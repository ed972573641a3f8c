use axum::{
    extract::{DefaultBodyLimit, State},
    http::StatusCode,
    middleware::from_fn_with_state,
    response::{IntoResponse, Json},
    routing::get,
    Router,
};
use serde_json::json;
use tower_http::trace::TraceLayer;

use crate::error::ApiError;
use crate::handlers::{protected, public};
use crate::middleware::{require_auth, with_cors};
use crate::state::AppState;

/// Full application router with CORS, body limits and (optionally) request tracing.
pub fn app(state: AppState) -> Router {
    let max_body = state.config.api.max_request_size_bytes;
    let request_logging = state.config.api.enable_request_logging;

    let router = Router::new()
        .route("/health", get(health))
        .merge(public_routes())
        .merge(protected_routes(state.clone()))
        .fallback(not_found)
        .layer(DefaultBodyLimit::max(max_body));
    let router = with_cors(router).with_state(state);

    if request_logging {
        router.layer(TraceLayer::new_for_http())
    } else {
        router
    }
}

fn public_routes() -> Router<AppState> {
    Router::new()
        .route("/api/login/:magic_id", get(public::auth::login))
        .route("/api/books", get(public::books::list))
        .route("/api/books/export", get(public::books::export))
        .route("/api/books/:id", get(public::books::get))
        .route("/api/formats", get(public::formats::list))
}

fn protected_routes(state: AppState) -> Router<AppState> {
    use axum::routing::{delete, patch, post};

    Router::new()
        .route("/api/me", get(protected::auth::me))
        .route("/api/books", post(protected::books::create))
        .route(
            "/api/books/:id",
            patch(protected::books::patch).delete(protected::books::delete),
        )
        .route_layer(from_fn_with_state(state, require_auth))
}

async fn health(State(state): State<AppState>) -> impl IntoResponse {
    let now = chrono::Utc::now();

    match state.database.health_check().await {
        Ok(_) => (
            StatusCode::OK,
            Json(json!({
                "status": "ok",
                "timestamp": now,
                "database": "ok",
                "key_version": state.tokens.key_version(),
            })),
        ),
        Err(e) => {
            tracing::error!("Health check failed: {}", e);
            (
                StatusCode::SERVICE_UNAVAILABLE,
                Json(json!({
                    "status": "degraded",
                    "timestamp": now,
                    "database": "unavailable",
                })),
            )
        }
    }
}

async fn not_found() -> ApiError {
    ApiError::not_found("generic not found")
}
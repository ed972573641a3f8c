use serde_json::json;

use crate::cli::utils::{output_success, print_table};
use crate::cli::OutputFormat;
use crate::config::AppConfig;
use crate::database::{migrations, Database};

pub async fn migrate(config: &AppConfig, output_format: OutputFormat) -> anyhow::Result<()> {
    let database = Database::open(&config.database).await?;
    let applied = migrations::applied(database.pool()).await?;
    database.close().await;

    output_success(
        &output_format,
        &format!(
            "{} is at migration {}",
            config.database.path.display(),
            applied.last().map(String::as_str).unwrap_or("(none)")
        ),
        Some(json!({ "migrations": applied })),
    )
}

pub async fn export(config: &AppConfig, all: bool) -> anyhow::Result<()> {
    let database = Database::open(&config.database).await?;
    let books = database.books().export(all).await?;
    database.close().await;

    println!("{}", serde_json::to_string_pretty(&books)?);
    Ok(())
}

pub async fn formats(config: &AppConfig, output_format: OutputFormat) -> anyhow::Result<()> {
    let database = Database::open(&config.database).await?;
    let formats = database.books().formats().await?;
    database.close().await;

    match output_format {
        OutputFormat::Json => println!("{}", serde_json::to_string_pretty(&formats)?),
        OutputFormat::Text => {
            let rows: Vec<Vec<String>> = formats
                .into_iter()
                .map(|f| vec![f.format, f.description])
                .collect();
            print_table(&["FORMAT", "DESCRIPTION"], &rows);
        }
    }
    Ok(())
}
use chrono::Utc;
use sqlx::{QueryBuilder, Sqlite, SqlitePool};

use crate::database::manager::StoreError;
use crate::database::models::{Book, BookPatch, FormatEntry, NewBook, BOOK_COLUMNS};
use crate::middleware::auth::visibility_filter;

/// Catalog operations over the `books` table. Every operation is a single
/// statement against the pool; nothing is cached.
#[derive(Clone, Debug)]
pub struct BookStore {
    pool: SqlitePool,
}

impl BookStore {
    pub fn new(pool: SqlitePool) -> Self {
        Self { pool }
    }

    pub async fn add(&self, book: NewBook) -> Result<Book, StoreError> {
        let title = required_title(&book.title)?;
        let format = normalize_format(book.format);
        if let Some(format) = &format {
            self.ensure_format(format).await?;
        }

        let now = Utc::now();
        let sql = format!(
            "INSERT INTO books (title, author, instrument, condition, format, description, public, created_at, updated_at)
             VALUES (?1, ?2, ?3, ?4, ?5, ?6, ?7, ?8, ?8)
             RETURNING {}",
            BOOK_COLUMNS
        );

        let created = sqlx::query_as::<_, Book>(&sql)
            .bind(title)
            .bind(book.author)
            .bind(book.instrument)
            .bind(book.condition)
            .bind(format)
            .bind(book.description)
            .bind(book.public)
            .bind(now)
            .fetch_one(&self.pool)
            .await?;

        tracing::debug!("Added book {} ({:?})", created.id, created.title);
        Ok(created)
    }

    pub async fn get_by_id(&self, id: i64) -> Result<Option<Book>, StoreError> {
        let sql = format!("SELECT {} FROM books WHERE id = ?1", BOOK_COLUMNS);
        let book = sqlx::query_as::<_, Book>(&sql)
            .bind(id)
            .fetch_optional(&self.pool)
            .await?;
        Ok(book)
    }

    /// All books visible to the caller, in insertion order.
    pub async fn list(&self, authenticated: bool) -> Result<Vec<Book>, StoreError> {
        let sql = format!("SELECT {} FROM books ORDER BY id", BOOK_COLUMNS);
        let books = sqlx::query_as::<_, Book>(&sql)
            .fetch_all(&self.pool)
            .await?;
        Ok(visibility_filter(books, authenticated))
    }

    /// Same rows as [`BookStore::list`]; the transport marks the response as a download.
    pub async fn export(&self, authenticated: bool) -> Result<Vec<Book>, StoreError> {
        self.list(authenticated).await
    }

    /// Applies the fields present in `patch` and refreshes `updated_at`.
    pub async fn update(&self, id: i64, patch: BookPatch) -> Result<Book, StoreError> {
        if patch.is_empty() {
            return Err(StoreError::Validation {
                field: "body",
                message: "no fields to update".to_string(),
            });
        }

        let title = patch.title.as_deref().map(required_title).transpose()?;
        let format = patch.format.map(normalize_format);
        if let Some(Some(name)) = &format {
            self.ensure_format(name).await?;
        }

        let mut qb: QueryBuilder<'_, Sqlite> = QueryBuilder::new("UPDATE books SET ");
        let mut fields = qb.separated(", ");

        if let Some(title) = title {
            fields.push("title = ").push_bind_unseparated(title);
        }
        if let Some(author) = patch.author {
            fields.push("author = ").push_bind_unseparated(author);
        }
        if let Some(instrument) = patch.instrument {
            fields.push("instrument = ").push_bind_unseparated(instrument);
        }
        if let Some(condition) = patch.condition {
            fields.push("condition = ").push_bind_unseparated(condition);
        }
        if let Some(format) = format {
            fields.push("format = ").push_bind_unseparated(format);
        }
        if let Some(description) = patch.description {
            fields.push("description = ").push_bind_unseparated(description);
        }
        if let Some(public) = patch.public {
            fields.push("public = ").push_bind_unseparated(public);
        }
        fields.push("updated_at = ").push_bind_unseparated(Utc::now());

        qb.push(" WHERE id = ").push_bind(id);
        qb.push(" RETURNING ").push(BOOK_COLUMNS);

        let updated = qb
            .build_query_as::<Book>()
            .fetch_optional(&self.pool)
            .await?
            .ok_or(StoreError::NotFound(id))?;

        tracing::debug!("Updated book {}", id);
        Ok(updated)
    }

    pub async fn delete(&self, id: i64) -> Result<(), StoreError> {
        let result = sqlx::query("DELETE FROM books WHERE id = ?1")
            .bind(id)
            .execute(&self.pool)
            .await?;

        if result.rows_affected() == 0 {
            return Err(StoreError::NotFound(id));
        }

        tracing::debug!("Deleted book {}", id);
        Ok(())
    }

    pub async fn formats(&self) -> Result<Vec<FormatEntry>, StoreError> {
        let formats = sqlx::query_as::<_, FormatEntry>(
            "SELECT format, description FROM format_picklist ORDER BY format",
        )
        .fetch_all(&self.pool)
        .await?;
        Ok(formats)
    }

    async fn ensure_format(&self, format: &str) -> Result<(), StoreError> {
        let known: i64 =
            sqlx::query_scalar("SELECT COUNT(*) FROM format_picklist WHERE format = ?1")
                .bind(format)
                .fetch_one(&self.pool)
                .await?;

        if known == 0 {
            return Err(StoreError::Validation {
                field: "format",
                message: format!("unknown format '{}'", format),
            });
        }
        Ok(())
    }
}

fn required_title(title: &str) -> Result<String, StoreError> {
    let title = title.trim();
    if title.is_empty() {
        return Err(StoreError::Validation {
            field: "title",
            message: "title is required".to_string(),
        });
    }
    Ok(title.to_string())
}

// Pickers send "" for "no format"
fn normalize_format(format: Option<String>) -> Option<String> {
    format.filter(|f| !f.trim().is_empty())
}
pub mod commands;
pub mod utils;

use clap::{Parser, Subcommand};
use serde::{Deserialize, Serialize};

use crate::config::AppConfig;

#[derive(Parser)]
#[command(name = "books")]
#[command(about = "Books CLI - offline administration of the books catalog")]
#[command(version)]
pub struct Cli {
    #[arg(long, global = true, help = "Output in human-readable text format")]
    pub text: bool,

    #[arg(long, global = true, help = "Output in JSON format")]
    pub json: bool,

    #[command(subcommand)]
    pub command: Commands,
}

#[derive(Subcommand)]
pub enum Commands {
    #[command(about = "Back up and migrate the configured datastore")]
    Migrate,

    #[command(about = "Issue a bearer token for a magic key without running the server")]
    Token {
        #[arg(help = "Magic key (UUID) from the magic keys file")]
        magic_id: String,
    },

    #[command(about = "Print the catalog export as JSON")]
    Export {
        #[arg(long, help = "Include private books")]
        all: bool,
    },

    #[command(about = "List the format picklist")]
    Formats,
}

#[derive(Debug, Clone, Serialize, Deserialize)]
pub enum OutputFormat {
    Text,
    Json,
}

impl OutputFormat {
    pub fn from_cli(cli: &Cli) -> Self {
        if cli.json {
            OutputFormat::Json
        } else {
            OutputFormat::Text
        }
    }
}

pub async fn run(cli: Cli) -> anyhow::Result<()> {
    let output_format = OutputFormat::from_cli(&cli);
    let config = AppConfig::from_env()?;

    match cli.command {
        Commands::Migrate => commands::store::migrate(&config, output_format).await,
        Commands::Token { magic_id } => commands::token::issue(&config, &magic_id, output_format),
        Commands::Export { all } => commands::store::export(&config, all).await,
        Commands::Formats => commands::store::formats(&config, output_format).await,
    }
}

### Requirement
Output, exactly and in full, the lines from the start of the entries above through the line that contains "let request_logging = state.config.api.enable_request_logging;".

### Output below
repository ed972573641a3f8c
use axum::{
    extract::{DefaultBodyLimit, State},
    http::StatusCode,
    middleware::from_fn_with_state,
    response::{IntoResponse, Json},
    routing::get,
    Router,
};
use serde_json::json;
use tower_http::trace::TraceLayer;

use crate::error::ApiError;
use crate::handlers::{protected, public};
use crate::middleware::{require_auth, with_cors};
use crate::state::AppState;

/// Full application router with CORS, body limits and (optionally) request tracing.
pub fn app(state: AppState) -> Router {
    let max_body = state.config.api.max_request_size_bytes;
    let request_logging = state.config.api.enable_request_logging;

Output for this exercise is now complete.